During the pandemic, many people with disabilities have lost access to these vital services because consumer-run organizations have been forced to shift to virtual services where they can.  Social isolation and the digital divide have intensified the disconnect in the pandemic response for persons with disabilities. Since the 1980s, people with disabilities have been advancing the independent living framework for service for people with disabilities, without adequate funding from all levels of government. We know the problem and the solution; only the will to act is needed.

We have not even begun to look at the number of deaths of elders with disabilities, who never had an opportunity to, in some cases, communicate with those giving medical care. We are not talking about those who passed because of COVID, but passed for other reasons, alone and separated from their families. The British Columbia Seniors Advocate, Isobel McKenzie, released a report on November 3, 2020 called "Staying Apart to Stay Safe: The Impact of Visit Restrictions on Long-Term Care and Assisted Living Survey". In it, she reported, “When we started visit restrictions, the goal was to ensure residents in long-term care and assisted living were kept safe from COVID-19. Eight months later, we need to ask the question: What are we keeping them safe for if it is not to enjoy the time they have left with the ones they love? While COVID-19 has tragically claimed the lives of 151 residents of long-term care and assisted living, more than 4,500 other residents have died from something other than COVID-19 during this pandemic and in many cases, they spent their final months, weeks and days in relative isolation, unable to spend time with those they loved most,” continued Mackenzie. A high number of the people impacted in this survey have disabilities. (https://www.seniorsadvocatebc.ca/osa-reports/staying-apart-to-stay-safe-...) 
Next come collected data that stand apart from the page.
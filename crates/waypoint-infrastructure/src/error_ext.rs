//! Error extension utilities
//!
//! Context extension methods converting foreign errors into domain errors.

use std::fmt;

use waypoint_domain::error::{Error, Result};

/// Extension trait for adding context to errors
///
/// # Example
///
/// ```ignore
/// use waypoint_infrastructure::error_ext::ErrorContext;
///
/// let raw = std::fs::read_to_string(&path)
///     .config_context(format!("Failed to read {}", path.display()))?;
///
/// let client = build_client().connect_context("redis", "Failed to create client")?;
/// ```
pub trait ErrorContext<T> {
    /// Add context to a Result, converting the error to an internal error
    fn context<C>(self, context: C) -> Result<T>
    where
        C: fmt::Display + Send + Sync + 'static;

    /// Add context with lazy evaluation for expensive context creation
    fn with_context<C, F>(self, f: F) -> Result<T>
    where
        C: fmt::Display + Send + Sync + 'static,
        F: FnOnce() -> C;

    /// Add context for configuration operations
    fn config_context<C>(self, context: C) -> Result<T>
    where
        C: fmt::Display + Send + Sync + 'static;

    /// Add context for establishing a service
    fn connect_context<C>(self, service: &str, context: C) -> Result<T>
    where
        C: fmt::Display + Send + Sync + 'static;
}

impl<T, E> ErrorContext<T> for std::result::Result<T, E>
where
    E: std::error::Error + Send + Sync + 'static,
{
    fn context<C>(self, context: C) -> Result<T>
    where
        C: fmt::Display + Send + Sync + 'static,
    {
        self.map_err(|err| Error::internal(format!("{context}: {err}")))
    }

    fn with_context<C, F>(self, f: F) -> Result<T>
    where
        C: fmt::Display + Send + Sync + 'static,
        F: FnOnce() -> C,
    {
        self.map_err(|err| Error::internal(format!("{}: {err}", f())))
    }

    fn config_context<C>(self, context: C) -> Result<T>
    where
        C: fmt::Display + Send + Sync + 'static,
    {
        self.map_err(|err| Error::configuration_with_source(format!("{context}: {err}"), err))
    }

    fn connect_context<C>(self, service: &str, context: C) -> Result<T>
    where
        C: fmt::Display + Send + Sync + 'static,
    {
        self.map_err(|err| Error::connect_with_source(service, format!("{context}: {err}"), err))
    }
}
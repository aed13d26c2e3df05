//! Provider Constants
//!
//! Constants specific to store implementations. Domain constants live in
//! `waypoint-domain`, tunables in `waypoint-infrastructure`.

// ============================================================================
// REDIS CONSTANTS
// ============================================================================

/// Default Redis URL
pub const REDIS_DEFAULT_URL: &str = "redis://localhost:6379";

/// `COUNT` hint per `SCAN` iteration
pub const REDIS_SCAN_COUNT: usize = 500;

/// Atomic compare-and-delete used to release locks
pub const REDIS_RELEASE_SCRIPT: &str = r#"if redis.call("GET", KEYS[1]) == ARGV[1] then
    return redis.call("DEL", KEYS[1])
else
    return 0
end"#;

/// `INFO memory` field carrying used bytes
pub const REDIS_USED_MEMORY_FIELD: &str = "used_memory:";

// ============================================================================
// MCP CONSTANTS
// ============================================================================

/// Default MCP endpoint of the cache wrapper server
pub const MCP_DEFAULT_ENDPOINT: &str = "http://127.0.0.1:8000/mcp";

/// MCP protocol revision sent on initialize
pub const MCP_PROTOCOL_VERSION: &str = "2025-03-26";

/// Session header for streamable HTTP transports
pub const MCP_SESSION_HEADER: &str = "mcp-session-id";

/// Client name announced on initialize
pub const MCP_CLIENT_NAME: &str = "waypoint";

// ============================================================================
// IN-MEMORY CONSTANTS
// ============================================================================

/// Backend name of the in-memory store
pub const MEMORY_BACKEND_NAME: &str = "memory";

/// Error message for type mismatches, matching Redis
pub const WRONGTYPE_MESSAGE: &str =
    "WRONGTYPE Operation against a key holding the wrong kind of value";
It is clear to all of us in our intersecting cross-disability communities when it came to emergency planning, all people with disabilities, including children and seniors, did not make it into the manual. Over the last 20 years, we have been urging the use of a disability lens when planning for emergencies. We know the problem and the solution; only the will to act is needed.

In the midst of the pandemic, the federal government is seeking to amend the Medical Aid in Dying law.  The proposed amendments will make it easier for people with disabilities to have assistance to kill themselves while at the same time governments are seeking to prevent the suicides of people without disabilities.  In light of government inaction to provide people with disabilities with the supports to live a dignified life in the community, they have instead focused on easier access to assisted suicide which has been termed a cold comfort by disability activists like Catherine Frazee.  Catherine Frazee stated to The Current's Matt Galloway, "Now this amendment proposes opening up an entire new approach to assisted death, where it's now an alternative not to a painful death, but to a painful life — to a life that is considered intolerable or not worth living". (https://www.cbc.ca/radio/thecurrent/the-current-for-nov-19-2020-1.580794...)

Our community, already pushed outside the mainstream, does not want to build back better systems of discrimination which are already imbedded in the way we are viewed and the response to us before and during the pandemic. What gives us any assurance that one day, post pandemic, we will be included? There is nothing preventing governments, industry and society to shift from exclusionary systemic discrimination during this pandemic to an inclusive approach now. We do not need to wait one minute more or have one more committee study the problem or one more consultation.

Want to build back better? Then society must be better and do better now!